There were physical changes during the cancer treatment. I was 10 pounds lighter than when I started. My beard was gone; part of it would never grow back because of the radiation to my mouth and neck. At first, the hair on my head was thinner and straighter than what fell out from the chemotherapy. But the curl has come back.
There’s a recurring ringing in my ears, likely from the chemotherapy or medication. And my salivary glands are so damaged that I often carry a water bottle to quench my frequent dry mouth.
But the bigger question is whether the cancer changed me as a person. During the treatment, I ventured down paths I had never traveled before. I had never thought seriously before about death, about my own mortality, yet there I was confronted with it. I am, without a doubt, more grateful than ever to be alive, to have a job and to have health insurance.

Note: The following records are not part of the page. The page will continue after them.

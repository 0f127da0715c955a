//! Crawl policy derived from a site's robots.txt.
//!
//! Only rules in the wildcard (`*`) user-agent block are honoured. Paths are
//! compiled to anchored regexes with `*` meaning "match anything". Anything
//! not disallowed is allowed. A missing robots.txt (404) means no
//! restrictions; any other fetch failure must be treated as deny-all.

use regex::Regex;
use reqwest::StatusCode;
use serde::{Serialize, Deserialize};
use thiserror::Error;
use tracing::debug;
use url::Url;

/// Reasons a policy could not be evaluated. Callers fail closed on all of them.
#[derive(Debug, Error)]
pub enum RobotsError {
    #[error("invalid url '{0}'")]
    InvalidUrl(String),

    #[error("failed to fetch {url}: {source}")]
    Fetch {
        url: String,
        #[source]
        source: reqwest::Error,
    },

    #[error("{url} returned status {status}")]
    Status { url: String, status: u16 },

    #[error("{0} is empty")]
    Empty(String),
}

#[derive(Debug, Clone)]
struct PathRule {
    path: String,
    pattern: Regex,
}

impl PathRule {
    fn new(path: &str) -> Option<Self> {
        let trimmed = path.trim_end_matches('$');
        let body = trimmed
            .split('*')
            .map(regex::escape)
            .collect::<Vec<_>>()
            .join(".*");

        Regex::new(&format!("^{}$", body))
            .ok()
            .map(|pattern| Self { path: path.to_string(), pattern })
    }
}

/// Allow/disallow rules for one site
#[derive(Debug, Clone)]
pub struct RobotsPolicy {
    allowed: Vec<PathRule>,
    disallowed: Vec<PathRule>,
    deny_all: bool,
}

impl RobotsPolicy {
    /// Parse robots.txt content for the given origin
    pub fn parse(base_url: &str, content: &str) -> Self {
        let mut allowed: Vec<PathRule> = Vec::new();
        let mut disallowed: Vec<PathRule> = Vec::new();
        let mut in_wildcard_block = false;

        for raw_line in content.lines() {
            let line = raw_line.split('#').next().unwrap_or("").trim();
            if line.is_empty() {
                continue;
            }

            let Some((directive, value)) = line.split_once(':') else {
                continue;
            };
            let value = value.trim();

            match directive.trim().to_ascii_lowercase().as_str() {
                "user-agent" => in_wildcard_block = value == "*",
                "disallow" if in_wildcard_block && !value.is_empty() => {
                    if !disallowed.iter().any(|r| r.path == value) {
                        disallowed.extend(PathRule::new(value));
                    }
                }
                "allow" if in_wildcard_block && !value.is_empty() => {
                    if !allowed.iter().any(|r| r.path == value) {
                        allowed.extend(PathRule::new(value));
                    }
                }
                _ => {}
            }
        }

        debug!("robots.txt for {}: {} allow, {} disallow rule(s)", base_url, allowed.len(), disallowed.len());

        Self {
            allowed,
            disallowed,
            deny_all: false,
        }
    }

    /// Policy for a site without robots.txt
    pub fn unrestricted(base_url: &str) -> Self {
        Self::parse(base_url, "")
    }

    /// Fail-closed policy used when evaluation failed
    pub fn deny_all(base_url: &str) -> Self {
        Self {
            deny_all: true,
            ..Self::unrestricted(base_url)
        }
    }

    pub fn allowed_paths(&self) -> Vec<String> {
        self.allowed.iter().map(|r| r.path.clone()).collect()
    }

    pub fn disallowed_paths(&self) -> Vec<String> {
        self.disallowed.iter().map(|r| r.path.clone()).collect()
    }

    /// Root path is not in the disallowed set
    pub fn is_base_url_allowed(&self) -> bool {
        !self.deny_all && !self.disallowed.iter().any(|r| r.path == "/")
    }

    /// Disallow wins, then allow, then default allow
    pub fn is_path_allowed(&self, path: &str) -> bool {
        if self.deny_all {
            return false;
        }
        if self.disallowed.iter().any(|r| r.pattern.is_match(path)) {
            return false;
        }
        if self.allowed.iter().any(|r| r.pattern.is_match(path)) {
            return true;
        }
        true
    }

    /// Serializable view stored in scrape results
    pub fn summary(&self) -> RobotsSummary {
        RobotsSummary {
            allowed: self.is_base_url_allowed(),
            allowed_paths: self.allowed_paths(),
            disallowed_paths: self.disallowed_paths(),
            error: None,
        }
    }
}

/// Robots outcome as recorded in a scrape result
#[derive(Debug, Clone, PartialEq, Serialize, Deserialize)]
pub struct RobotsSummary {
    pub allowed: bool,
    pub allowed_paths: Vec<String>,
    pub disallowed_paths: Vec<String>,
    #[serde(default, skip_serializing_if = "Option::is_none")]
    pub error: Option<String>,
}

impl RobotsSummary {
    pub fn denied(error: impl Into<String>) -> Self {
        Self {
            allowed: false,
            allowed_paths: vec![],
            disallowed_paths: vec![],
            error: Some(error.into()),
        }
    }
}

/// `scheme://host[:port]` for a URL
pub fn origin_of(url: &str) -> Result<String, RobotsError> {
    let parsed = Url::parse(url).map_err(|_| RobotsError::InvalidUrl(url.to_string()))?;
    Ok(parsed.origin().ascii_serialization())
}

/// Fetch and parse `{origin}/robots.txt`
pub async fn fetch_policy(client: &reqwest::Client, url: &str) -> Result<RobotsPolicy, RobotsError> {
    let origin = origin_of(url)?;
    let robots_url = format!("{}/robots.txt", origin);

    let response = client.get(&robots_url)
        .send()
        .await
        .map_err(|source| RobotsError::Fetch { url: robots_url.clone(), source })?;

    let status = response.status();
    if status == StatusCode::NOT_FOUND {
        debug!("No robots.txt at {}, assuming no restrictions", robots_url);
        return Ok(RobotsPolicy::unrestricted(&origin));
    }
    if !status.is_success() {
        return Err(RobotsError::Status { url: robots_url, status: status.as_u16() });
    }

    let body = response.text()
        .await
        .map_err(|source| RobotsError::Fetch { url: robots_url.clone(), source })?;

    if body.trim().is_empty() {
        return Err(RobotsError::Empty(robots_url));
    }

    Ok(RobotsPolicy::parse(&origin, &body))
}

But am I more patient? Calmer? More forgiving? Kinder? Gentler? More spiritual? I’d like to think so, but I’m not really sure. I don’t move as fast as I did before the cancer — in part because the urgency doesn’t seem as necessary. I spend more time alone, just thinking, than I did in the past.
Sometimes, life seems surreal: I feel detached, watching myself walk through my daily tasks and amazed at how much my life has changed. I am not the same person I was when I started this wild adventure. I suspect the transformation is not yet over, and I’m unsure where it will take me.